Like Williams, the journalist Michael Harris senses that something precious has been lost in our submission to immersive technology. This was the subject of his first book, The End of Absence, and remains the focus of his second. He began writing Solitude: In Pursuit of a Singular Life in a Crowded World after he realized he had never spent a day of his life alone, at least not without communicating electronically with others. “Why,” he wonders, “am I so afraid of my own quiet company?” The main subject of his book is not solitude, however, so much as its destroyers—the addictive digital resources to which human beings turn in order never to be alone: social media, video games like Candy Crush, the incessant blips and nudges with which one’s phone asserts its codependency. Harris notes that these distractions do not merely impair our brain function, dilute our sense of identity, and shrink our lives. They make us lonely.
Solitude, like The Nature Fix, is most depressing in its prescriptions, which are delivered in the language of the technological culture Harris dreams of escaping. When he writes that choosing mental solitude is “a disruptive act,” yearns “to become my own algorithm,” or imagines an alternative, “slower-growing Internet,” he sounds like Williams extolling the virtues of various new nature apps, such as the one that uses visual-recognition software to measure a location’s “restorative potential,” or the one that collects users’ personal data to determine whether a location makes them happy. Williams writes of the virtues, when walking in nature, of stashing your cellphone “at least deep in your pocket.” Harris, on a tentative solitary walk, buries his phone in his back pocket. These are improvements, perhaps. But their phones are still in their pockets.

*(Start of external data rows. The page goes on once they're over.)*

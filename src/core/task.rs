use chrono::{NaiveDate, NaiveDateTime};
use serde::{Deserialize, Serialize};
use uuid::Uuid;

#[derive(Debug, Clone, Copy, PartialEq, Eq, PartialOrd, Ord, Serialize, Deserialize)]
#[serde(rename_all = "lowercase")]
pub enum Priority {
    Low,
    Medium,
    High,
}

impl Priority {
    /// Sort weight: high outranks medium outranks low.
    pub fn weight(&self) -> u8 {
        match self {
            Self::High => 3,
            Self::Medium => 2,
            Self::Low => 1,
        }
    }

    pub fn as_keyword(&self) -> &'static str {
        match self {
            Self::Low => "low",
            Self::Medium => "medium",
            Self::High => "high",
        }
    }

    pub fn from_keyword(s: &str) -> Option<Self> {
        match s {
            "low" => Some(Self::Low),
            "medium" | "med" => Some(Self::Medium),
            "high" => Some(Self::High),
            _ => None,
        }
    }
}

impl Default for Priority {
    fn default() -> Self {
        Self::Medium
    }
}

/// A single tracked task. Serialized camelCase into the JSON slot.
#[derive(Debug, Clone, PartialEq, Eq, Serialize, Deserialize)]
#[serde(rename_all = "camelCase")]
pub struct Task {
    pub id: Uuid,
    pub text: String,
    #[serde(default)]
    pub priority: Priority,
    #[serde(default)]
    pub due_date: Option<NaiveDate>,
    #[serde(default)]
    pub reminder: Option<NaiveDateTime>,
    #[serde(default)]
    pub completed: bool,
    pub created_at: NaiveDateTime,
}

impl Task {
    pub fn new(text: impl Into<String>) -> Self {
        Self {
            id: Uuid::new_v4(),
            text: text.into(),
            priority: Priority::default(),
            due_date: None,
            reminder: None,
            completed: false,
            created_at: chrono::Local::now().naive_local(),
        }
    }

    /// Past its due date and still open.
    pub fn is_overdue(&self, today: NaiveDate) -> bool {
        if self.completed {
            return false;
        }
        self.due_date.is_some_and(|due| due < today)
    }

    /// Has a reminder that should still fire.
    pub fn reminder_pending(&self, now: NaiveDateTime) -> bool {
        if self.completed {
            return false;
        }
        self.reminder.is_some_and(|at| at > now)
    }
}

As Christopher Knight observes, “There isn’t nearly enough nothing in the world anymore.” Even the nothing of jail is too much for him. To his horror, his cell mates try to sell him on the glories of cellphones and text messages. “That’s their enticement for me to rejoin society,” he tells Finkel. Why, he wonders, would a person take pleasure in using a telephone as a telegraph machine? “We’re going backwards,” he says.
After seven months in custody, Knight is granted some measure of leniency. He moves home with his mother and is hired by his brother to disassemble cars for his scrap-metal business. He ignores Finkel’s requests for additional interviews, but Finkel persists, showing up at his mother’s house. Nobody seems to be home. Finkel waits outside. Knight emerges from the bushes.
He is depressed, disoriented, lonely. He speaks of a visitation from the Lady of the Woods, a sylvan figure of death. Death seems better than enforced socialization. Even human faces, with all the information they convey, overwhelm him. “I miss the woods,” he says, before urging Finkel never to contact him again.
Finkel is moved to tears at the sight of Knight, broken and trapped, exiled from his forest home. The hermit of North Pond feels this tragedy more acutely than most, but he is not alone. “He has known something far more profound,” writes Finkel, “and that sense of loss feels unbearable.” We have known something far more profound, and that sense of loss feels unbearable.